Prior on Treatment Effect in Hierarchical Model

Hello, I am trying creating a hierarchical model with two levels (individuals and schools) to do causal inference with data from an RCT, where treatment was assigned to clusters. The model works well and it recreates the results of the original (frequentist) study, but I was wondering what prior should I put on the population level treatment effect. This is the likelihhod of the model

  for (n in 1:N) {
    m[n] = alpha[g[n]] + x[n, ] * beta[, g[n]] + effect*w[n];
  uno = rep_vector(1, N);
  d = sigma2_t*w + sigma2_c*(uno-w);
  y ~ normal(m, d);

And I put the following prior on the parameter “effect”

  effect ~ normal(0, 100);

I was wondering if there were better choices for this prior, either more conservative or more theoretically sound as this seems very arbitrary.

Domain expertise and prior predictive checks. It often makes sense to have a prior for the treatment effect centered on zero to accommodate the possibility of positive and negative effects, but maybe you have strong domain expertise that says they can’t possibly be one sign or the other.

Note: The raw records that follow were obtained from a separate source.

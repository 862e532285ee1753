use std::sync::Arc;

use chrono::{DateTime, Utc};
use tokio::sync::{watch, Semaphore};
use tracing::{debug, error, info, warn};

use crate::app::{child_corr_id, new_corr_id, GleanerError, Result};
use crate::domain::Repository;
use crate::harvest::{Backoff, Harvest, HarvestReport, RefreshExpression, SchedulerConfig};
use crate::store::{ScheduleUpdate, Store};

#[derive(Debug, Clone, Default, PartialEq, Eq)]
pub struct TickSummary {
    pub due: usize,
    pub claimed: usize,
    pub succeeded: usize,
    pub failed: usize,
}

/// Periodically harvests due repositories, at most `concurrency` at a time.
pub struct HarvestScheduler {
    store: Arc<dyn Store>,
    harvester: Arc<dyn Harvest>,
    config: SchedulerConfig,
    semaphore: Arc<Semaphore>,
}

impl HarvestScheduler {
    pub fn new(store: Arc<dyn Store>, harvester: Arc<dyn Harvest>, config: SchedulerConfig) -> Self {
        Self {
            semaphore: Arc::new(Semaphore::new(config.concurrency.max(1))),
            store,
            harvester,
            config,
        }
    }

    /// Ticks until `shutdown` turns true. The delay runs from the end of each tick.
    pub async fn run(&self, mut shutdown: watch::Receiver<bool>) -> Result<()> {
        let released = self.store.reset_running_repositories()?;
        if released > 0 {
            warn!(released, "Released repositories left running by a previous process");
        }
        info!(
            concurrency = self.config.concurrency,
            batch_size = self.config.batch_size,
            "Scheduler started"
        );

        while !*shutdown.borrow() {
            if let Err(e) = self.tick().await {
                error!("Tick failed: {}", e);
            }

            tokio::select! {
                _ = tokio::time::sleep(self.config.tick_delay()) => {}
                changed = shutdown.changed() => {
                    if changed.is_err() {
                        break;
                    }
                }
            }
        }

        info!("Scheduler stopped");
        Ok(())
    }

    pub async fn tick(&self) -> Result<TickSummary> {
        self.tick_at(Utc::now()).await
    }

    /// One batch: due query, claim, harvest concurrently, reschedule. Awaits every harvest.
    pub async fn tick_at(&self, now: DateTime<Utc>) -> Result<TickSummary> {
        let corr_id = new_corr_id();
        let due = self.store.find_due_repositories(now, self.config.batch_size)?;
        let mut summary = TickSummary {
            due: due.len(),
            ..Default::default()
        };
        if due.is_empty() {
            debug!(corr_id = %corr_id, "Nothing due");
            return Ok(summary);
        }
        info!(corr_id = %corr_id, due = due.len(), "Tick");

        let mut handles = Vec::new();
        for repository in due {
            if !self.store.claim_repository(&repository.id)? {
                debug!(corr_id = %corr_id, repository = %repository.id, "Already running, skipped");
                continue;
            }
            summary.claimed += 1;

            let repo_corr = child_corr_id(&corr_id);
            let semaphore = self.semaphore.clone();
            let harvester = self.harvester.clone();
            let store = self.store.clone();
            let backoff = self.config.backoff();
            let default_refresh = self.config.default_refresh.clone();

            handles.push(tokio::spawn(async move {
                let result = match semaphore.acquire_owned().await {
                    Ok(_permit) => run_isolated(harvester, &repo_corr, repository.clone()).await,
                    Err(e) => Err(GleanerError::HarvestFailed(e.to_string())),
                };
                let succeeded = result.is_ok();
                if let Err(e) = reschedule(&*store, &repo_corr, &repository, result, backoff, &default_refresh) {
                    error!(corr_id = %repo_corr, repository = %repository.id, "Failed to reschedule: {}", e);
                }
                succeeded
            }));
        }

        for handle in handles {
            match handle.await {
                Ok(true) => summary.succeeded += 1,
                Ok(false) => summary.failed += 1,
                Err(e) => {
                    summary.failed += 1;
                    error!(corr_id = %corr_id, "Task join error: {}", e);
                }
            }
        }

        info!(
            corr_id = %corr_id,
            succeeded = summary.succeeded,
            failed = summary.failed,
            "Tick complete"
        );
        Ok(summary)
    }
}

/// Runs the harvest on its own task so a panic becomes an ordinary failure.
async fn run_isolated(harvester: Arc<dyn Harvest>, corr_id: &str, repository: Repository) -> Result<HarvestReport> {
    let corr = corr_id.to_string();
    let task = tokio::spawn(async move { harvester.harvest(&corr, &repository).await });
    match task.await {
        Ok(result) => result,
        Err(e) => Err(GleanerError::HarvestFailed(format!("harvest task aborted: {}", e))),
    }
}

fn reschedule(
    store: &dyn Store,
    corr_id: &str,
    repository: &Repository,
    result: Result<HarvestReport>,
    backoff: Backoff,
    default_refresh: &str,
) -> Result<()> {
    let now = Utc::now();
    let update = match result {
        Ok(report) => {
            let next = RefreshExpression::parse(&repository.refresh_expression)
                .or_else(|e| {
                    warn!(corr_id, repository = %repository.id, "{}; using '{}'", e, default_refresh);
                    RefreshExpression::parse(default_refresh)
                })
                .map_err(|e| warn!(corr_id, repository = %repository.id, "{}; backing off", e))
                .ok()
                .and_then(|expression| expression.next_after(now));
            ScheduleUpdate {
                next_harvest_at: next.unwrap_or_else(|| later(now, backoff.delay(u32::MAX))),
                failure_count: 0,
                last_updated_at: (report.inserted > 0).then_some(now),
            }
        }
        Err(e) => {
            let failure_count = repository.failure_count.saturating_add(1);
            let delay = backoff.delay(failure_count);
            warn!(
                corr_id,
                repository = %repository.id,
                failure_count,
                retry_in_secs = delay.num_seconds(),
                "Harvest failed: {}",
                e
            );
            ScheduleUpdate {
                next_harvest_at: later(now, delay),
                failure_count,
                last_updated_at: None,
            }
        }
    };
    store.update_schedule(&repository.id, &update)
}

fn later(now: DateTime<Utc>, delay: chrono::Duration) -> DateTime<Utc> {
    now.checked_add_signed(delay).unwrap_or(DateTime::<Utc>::MAX_UTC)
}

Assuming a centered-on-zero prior, the next prior feature to consider is the scale (the inverse being the prior’s “informativeness”); generally, the tighter the prior around zero the more confident you are that the treatment effect is truly zero. You might be tempted to make the prior super wide/“uninformed” then, but prior predictive checks should be used to confirm that the width you choose produces data consistent with the kind of data you’d expect in the domain of study. For example, in my field (psychology), we usually observe effect sizes <<1, so a naive attempt to use a wide/uninformed prior like normal(0,10) would yield prior predictive data that would be very inconsistent with the domain. Hence the preference for “weakly-informed” priors where they’re wide but not so wide as to generate ridiculous-for-the-domain data during prior predictive checks.

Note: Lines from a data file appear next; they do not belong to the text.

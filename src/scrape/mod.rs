//! Scrape engine: fetch or render a page and extract typed payloads from it.
//!
//! ```text
//! ScrapeRequest → validate → static GET | render → feed short-circuit | emit specs → ScrapeResponse
//! ```

mod engine;
pub mod readability;

pub use engine::ScrapeEngine;
pub use readability::{ReadabilityExtractor, ReadabilityOptions};
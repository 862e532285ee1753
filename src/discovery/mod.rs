//! Feed discovery: native `<link>` tags and generic repeating-element rules.

pub mod generic;
pub mod native;

use scraper::Html;

use crate::domain::{FeedCandidate, ScrapedFeeds};

pub use generic::{extract_feed, parse_date, GenericFeedLocator, GenericFeedOptions};
pub use native::locate_native_feeds;

/// Pure function of the document; performs no I/O.
#[derive(Debug, Clone, Default)]
pub struct FeedDiscoveryLocator {
    generic: GenericFeedLocator,
}

impl FeedDiscoveryLocator {
    pub fn new(options: GenericFeedOptions) -> Self {
        Self {
            generic: GenericFeedLocator::new(options),
        }
    }

    pub fn locate_in(&self, document: &Html, base_url: &str) -> ScrapedFeeds {
        ScrapedFeeds {
            native_feeds: locate_native_feeds(document, base_url),
            generic_feeds: self.generic.locate(document),
        }
    }

    pub fn locate(&self, html: &str, base_url: &str) -> ScrapedFeeds {
        self.locate_in(&Html::parse_document(html), base_url)
    }

    /// Native candidates first, then generic rules by score.
    pub fn candidates(&self, html: &str, base_url: &str) -> Vec<FeedCandidate> {
        let feeds = self.locate(html, base_url);
        feeds
            .native_feeds
            .into_iter()
            .map(FeedCandidate::Native)
            .chain(feeds.generic_feeds.into_iter().map(FeedCandidate::Generic))
            .collect()
    }
}
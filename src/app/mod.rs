pub mod context;
pub mod corr;
pub mod error;

pub use context::AppContext;
pub use corr::{child_corr_id, new_corr_id};
pub use error::{GleanerError, Result};
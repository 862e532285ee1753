//! Per-owner limits applied before any network call.

use std::collections::HashMap;

use serde::{Deserialize, Serialize};

pub trait Entitlements: Send + Sync {
    /// Hard timeout of a single fetch or render.
    fn timeout_ms_for(&self, owner: Option<&str>) -> u64;

    fn max_active_sources_for(&self, owner: Option<&str>) -> usize;

    fn max_sources_per_repository_for(&self, owner: Option<&str>) -> usize;
}

#[derive(Debug, Clone, Default, PartialEq, Serialize, Deserialize)]
#[serde(default)]
pub struct EntitlementLimits {
    pub timeout_ms: Option<u64>,
    pub max_active_sources: Option<usize>,
    pub max_sources_per_repository: Option<usize>,
}

/// Static limits from the config file, with optional per-owner overrides.
#[derive(Debug, Clone, Serialize, Deserialize)]
#[serde(default)]
pub struct EntitlementsConfig {
    /// Timeout of a fetch or render in milliseconds (default: 30000)
    pub timeout_ms: u64,

    /// Sources an owner may have across all active repositories (default: 100)
    pub max_active_sources: usize,

    /// Sources a single repository or scrape call may name (default: 10)
    pub max_sources_per_repository: usize,

    /// Overrides keyed by owner id
    pub owners: HashMap<String, EntitlementLimits>,
}

impl Default for EntitlementsConfig {
    fn default() -> Self {
        Self {
            timeout_ms: 30_000,
            max_active_sources: 100,
            max_sources_per_repository: 10,
            owners: HashMap::new(),
        }
    }
}

impl EntitlementsConfig {
    fn limits(&self, owner: Option<&str>) -> Option<&EntitlementLimits> {
        owner.and_then(|id| self.owners.get(id))
    }
}

impl Entitlements for EntitlementsConfig {
    fn timeout_ms_for(&self, owner: Option<&str>) -> u64 {
        self.limits(owner)
            .and_then(|l| l.timeout_ms)
            .unwrap_or(self.timeout_ms)
    }

    fn max_active_sources_for(&self, owner: Option<&str>) -> usize {
        self.limits(owner)
            .and_then(|l| l.max_active_sources)
            .unwrap_or(self.max_active_sources)
    }

    fn max_sources_per_repository_for(&self, owner: Option<&str>) -> usize {
        self.limits(owner)
            .and_then(|l| l.max_sources_per_repository)
            .unwrap_or(self.max_sources_per_repository)
    }
}

#[cfg(test)]
mod tests {
    use super::*;

    #[test]
    fn test_defaults_apply_without_owner() {
        let config = EntitlementsConfig::default();
        assert_eq!(config.timeout_ms_for(None), 30_000);
        assert_eq!(config.max_sources_per_repository_for(Some("unknown")), 10);
    }

    #[test]
    fn test_owner_override() {
        let config: EntitlementsConfig = toml::from_str(
            r#"
timeout_ms = 10000

[owners.pro]
timeout_ms = 60000
max_sources_per_repository = 50
"#,
        )
        .unwrap();
        assert_eq!(config.timeout_ms_for(None), 10_000);
        assert_eq!(config.timeout_ms_for(Some("pro")), 60_000);
        assert_eq!(config.max_sources_per_repository_for(Some("pro")), 50);
        assert_eq!(config.max_active_sources_for(Some("pro")), 100);
    }
}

In my case the treatment effect is very unlikely to be negative (but I guess one cannot exclude the possibility). My reasoning is that, in theory, one should put a “good chunk” of mass around 0 to be conservative, since the treatment is not effective unless otherwise proven by the data. I see what you mean regarding the scale, do you think you could relate it to the standard deviation of the outcome variable? For example, setting the variance to be the square of 3 times the standard deviation of the outcome?

I read a lot about horseshoe priors for variable selection. I feel like it might be an interesting idea, but at the same time I feel like there should be something better, since causal evaluation is a more delicate problem than just variable selection.

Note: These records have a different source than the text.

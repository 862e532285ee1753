//! Priority-ranked chain of feed body parsers.

use chrono::{DateTime, Utc};
use feed_rs::parser;
use serde::Deserialize;
use tracing::{debug, info};

use crate::app::{GleanerError, Result};
use crate::dom::{absolute_url, resolve_url};
use crate::domain::{FeedItem, FeedType, NormalizedFeed};
use crate::feed::detect::detect_response;
use crate::feed::normalize::{html_to_text, normalize};
use crate::fetcher::HttpResponse;

pub trait FeedBodyParser: Send + Sync {
    fn name(&self) -> &'static str;

    /// Higher runs first.
    fn priority(&self) -> i32;

    fn can_handle(&self, feed_type: FeedType) -> bool;

    fn parse(&self, response: &HttpResponse) -> Result<NormalizedFeed>;
}

/// RSS 0.9x/1.0/2.0, RDF and Atom via feed-rs.
pub struct XmlFeedParser;

impl FeedBodyParser for XmlFeedParser {
    fn name(&self) -> &'static str {
        "xml"
    }

    fn priority(&self) -> i32 {
        2
    }

    fn can_handle(&self, feed_type: FeedType) -> bool {
        feed_type.is_xml()
    }

    fn parse(&self, response: &HttpResponse) -> Result<NormalizedFeed> {
        let feed = parser::parse(response.body.as_slice())
            .map_err(|e| GleanerError::FeedParse(e.to_string()))?;
        Ok(normalize(feed, &response.url))
    }
}

#[derive(Debug, Deserialize)]
struct JsonFeedDocument {
    title: Option<String>,
    description: Option<String>,
    home_page_url: Option<String>,
    #[serde(default)]
    items: Vec<JsonFeedItem>,
}

/// A JSON Feed document or a bare array of its items.
#[derive(Debug, Deserialize)]
#[serde(untagged)]
enum JsonFeedBody {
    Document(JsonFeedDocument),
    Items(Vec<JsonFeedItem>),
}

#[derive(Debug, Deserialize)]
struct JsonFeedItem {
    id: Option<serde_json::Value>,
    url: Option<String>,
    external_url: Option<String>,
    title: Option<String>,
    content_html: Option<String>,
    content_text: Option<String>,
    summary: Option<String>,
    image: Option<String>,
    date_published: Option<DateTime<Utc>>,
    date_modified: Option<DateTime<Utc>>,
    #[serde(default)]
    tags: Vec<String>,
}

/// JSON Feed 1.0/1.1.
pub struct JsonFeedParser;

impl JsonFeedParser {
    fn to_item(item: JsonFeedItem, feed_url: &str) -> Option<FeedItem> {
        let id = item.id.as_ref().and_then(|v| v.as_str()).map(String::from);
        let url = [item.url.as_deref(), item.external_url.as_deref()]
            .into_iter()
            .flatten()
            .find_map(|candidate| resolve_url(feed_url, candidate))
            .or_else(|| id.as_deref().and_then(absolute_url))?;

        let content_text = item
            .content_text
            .clone()
            .or(item.summary.clone())
            .or_else(|| item.content_html.as_deref().map(html_to_text))
            .filter(|t| !t.trim().is_empty());

        let (content_raw, content_raw_mime) = match (item.content_html, item.content_text) {
            (Some(html), _) => (Some(html), Some("text/html".to_string())),
            (None, Some(text)) => (Some(text), Some("text/plain".to_string())),
            (None, None) => (None, None),
        };

        Some(FeedItem {
            url,
            title: item.title,
            content_text,
            content_raw,
            content_raw_mime,
            image_url: item.image,
            published_at: item.date_published.or(item.date_modified),
            tags: item.tags,
        })
    }
}

impl FeedBodyParser for JsonFeedParser {
    fn name(&self) -> &'static str {
        "json"
    }

    fn priority(&self) -> i32 {
        1
    }

    fn can_handle(&self, feed_type: FeedType) -> bool {
        feed_type == FeedType::Json
    }

    fn parse(&self, response: &HttpResponse) -> Result<NormalizedFeed> {
        let body: JsonFeedBody = serde_json::from_slice(&response.body)
            .map_err(|e| GleanerError::FeedParse(format!("invalid JSON feed: {}", e)))?;
        let document = match body {
            JsonFeedBody::Document(document) => document,
            JsonFeedBody::Items(items) => JsonFeedDocument {
                title: None,
                description: None,
                home_page_url: None,
                items,
            },
        };

        let items = document
            .items
            .into_iter()
            .filter_map(|item| Self::to_item(item, &response.url))
            .collect();

        Ok(NormalizedFeed {
            title: document.title,
            description: document.description,
            feed_url: response.url.clone(),
            website_url: document.home_page_url,
            published_at: None,
            items,
            links: Vec::new(),
        })
    }
}

/// Terminal fallback: handles everything and yields an empty feed.
pub struct NullFeedParser;

impl FeedBodyParser for NullFeedParser {
    fn name(&self) -> &'static str {
        "null"
    }

    fn priority(&self) -> i32 {
        i32::MIN
    }

    fn can_handle(&self, _feed_type: FeedType) -> bool {
        true
    }

    fn parse(&self, response: &HttpResponse) -> Result<NormalizedFeed> {
        Ok(NormalizedFeed::empty(&response.url))
    }
}

pub struct FeedParserChain {
    parsers: Vec<Box<dyn FeedBodyParser>>,
}

impl Default for FeedParserChain {
    fn default() -> Self {
        Self::new(vec![
            Box::new(XmlFeedParser),
            Box::new(JsonFeedParser),
            Box::new(NullFeedParser),
        ])
    }
}

impl FeedParserChain {
    pub fn new(mut parsers: Vec<Box<dyn FeedBodyParser>>) -> Self {
        parsers.sort_by(|a, b| b.priority().cmp(&a.priority()));
        debug!(
            parsers = %parsers.iter().map(|p| p.name()).collect::<Vec<_>>().join(", "),
            "Feed parser chain"
        );
        Self { parsers }
    }

    pub fn parser_names(&self) -> Vec<&'static str> {
        self.parsers.iter().map(|p| p.name()).collect()
    }

    /// Runs the first parser that claims the detected type. Its error is returned as-is.
    pub fn parse(&self, corr_id: &str, response: &HttpResponse) -> Result<NormalizedFeed> {
        let feed_type = detect_response(response);
        self.parse_as(corr_id, feed_type, response)
    }

    pub fn parse_as(
        &self,
        corr_id: &str,
        feed_type: FeedType,
        response: &HttpResponse,
    ) -> Result<NormalizedFeed> {
        let parser = self
            .parsers
            .iter()
            .find(|p| p.can_handle(feed_type))
            .ok_or_else(|| GleanerError::FeedParse(format!("no parser for {:?}", feed_type)))?;

        debug!(corr_id, parser = parser.name(), feed_type = feed_type.as_str(), url = %response.url, "Parsing feed");
        parser.parse(response).map_err(|e| {
            info!(corr_id, parser = parser.name(), url = %response.url, "Feed parser failed: {}", e);
            e
        })
    }
}

#[cfg(test)]
mod tests {
    use super::*;
    use std::time::Duration;

    fn response(content_type: &str, body: &str) -> HttpResponse {
        HttpResponse {
            url: "https://example.com/feed".into(),
            status: 200,
            content_type: Some(content_type.into()),
            body: body.as_bytes().to_vec(),
            cache_key: String::new(),
            elapsed: Duration::ZERO,
        }
    }

    const RSS: &str = r#"<?xml version="1.0"?>
<rss version="2.0"><channel><title>T</title><description>D</description>
<item><title>One</title><link>https://example.com/1</link></item>
</channel></rss>"#;

    const JSON_FEED: &str = r#"{
  "version": "https://jsonfeed.org/version/1.1",
  "title": "JSON Blog",
  "home_page_url": "https://example.com/",
  "items": [
    {"id": "1", "url": "https://example.com/posts/1", "title": "First", "content_html": "<p>Hi</p>", "date_published": "2024-02-01T10:00:00Z", "tags": ["a"]},
    {"id": "https://example.com/posts/2", "content_text": "Plain"},
    {"id": "3"}
  ]
}"#;

    #[test]
    fn test_chain_sorted_by_priority() {
        let chain = FeedParserChain::new(vec![
            Box::new(NullFeedParser),
            Box::new(JsonFeedParser),
            Box::new(XmlFeedParser),
        ]);
        assert_eq!(chain.parser_names(), vec!["xml", "json", "null"]);
    }

    #[test]
    fn test_xml_parser_handles_rss() {
        let chain = FeedParserChain::default();
        let feed = chain.parse("t", &response("application/rss+xml", RSS)).unwrap();
        assert_eq!(feed.title.as_deref(), Some("T"));
        assert_eq!(feed.items.len(), 1);
        assert_eq!(feed.items[0].url, "https://example.com/1");
    }

    #[test]
    fn test_json_parser_handles_json_feed() {
        let chain = FeedParserChain::default();
        let feed = chain.parse("t", &response("application/feed+json", JSON_FEED)).unwrap();
        assert_eq!(feed.title.as_deref(), Some("JSON Blog"));
        assert_eq!(feed.items.len(), 2);
        assert_eq!(feed.items[0].content_text.as_deref(), Some("Hi"));
        assert_eq!(feed.items[0].content_raw_mime.as_deref(), Some("text/html"));
        assert!(feed.items[0].published_at.is_some());
        assert_eq!(feed.items[1].url, "https://example.com/posts/2");
        assert_eq!(feed.items[1].content_raw_mime.as_deref(), Some("text/plain"));
    }

    #[test]
    fn test_json_parser_handles_item_array() {
        let chain = FeedParserChain::default();
        let body = r#"[{"url": "/posts/9", "content_text": "Bare", "date_published": "2024-03-01T00:00:00Z"}]"#;
        let feed = chain.parse("t", &response("application/json", body)).unwrap();
        assert!(feed.title.is_none());
        assert_eq!(feed.items.len(), 1);
        assert_eq!(feed.items[0].url, "https://example.com/posts/9");
        assert_eq!(feed.items[0].content_text.as_deref(), Some("Bare"));
    }

    #[test]
    fn test_null_parser_yields_empty_feed_for_html() {
        let chain = FeedParserChain::default();
        let feed = chain
            .parse("t", &response("text/html", "<html><body>hi</body></html>"))
            .unwrap();
        assert!(feed.is_empty());
        assert_eq!(feed.feed_url, "https://example.com/feed");
    }

    #[test]
    fn test_claiming_parser_failure_is_returned() {
        let chain = FeedParserChain::default();
        let err = chain
            .parse("t", &response("application/rss+xml", "this is not xml"))
            .unwrap_err();
        assert!(matches!(err, GleanerError::FeedParse(_)));
    }
}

Anyway, thanks for the suggestion, I hope others can enrich the conversation, I am very curious about the topic.

If the outcomes can be relied upon to have a generally stable SD from study to study and you have a reasonably low uncertainty in the estimation of that quantity from a single study, then yes, that seems reasonable (indeed, it’s roughly what I usually do).

This is for contexts where one has many treatment variables or many outcomes and one is looking to isolate those with an effect of treatment from those that don’t have an effect.

I am still not totally convinced, I find it interesting that there have not been more careful work in causal inference.

For example in my case I would like a prior with a good mass around 0, very few on the left of it and some on the right.

Is a Normal really the usual way to go?

So far as I’ve seen, yes. Part of the idea is that if there were zero effect amid noisy measurement, the resulting distribution of study means would be symmetric around zero.

Remember that Bayesian inference makes more explicit some aspects of the socio-empirical process that is the scientific endeavour. So prior setting will always be contingent on the degree of consensus around discernible consistencies in the published literature for the specific phenomena of study. So you have to consider the mindset of the expert-but-skeptical-peer. That’s primarily why folks tend to use symmetric-centered-on-zero priors for effect-of-treatment parameters such as you’re modelling. Probably also at play is the minor ease-of-implementation of the normal to this end.

But if you feel a different shape would be more domain-consistent and that you can convince others of this view, you are free to devise whatever alternate shape you want. For example, a shifted log-normal (shifted so that peak credibility is still at zero), or even a mixture of a positive exponential and a negative exponential with different rates, etc.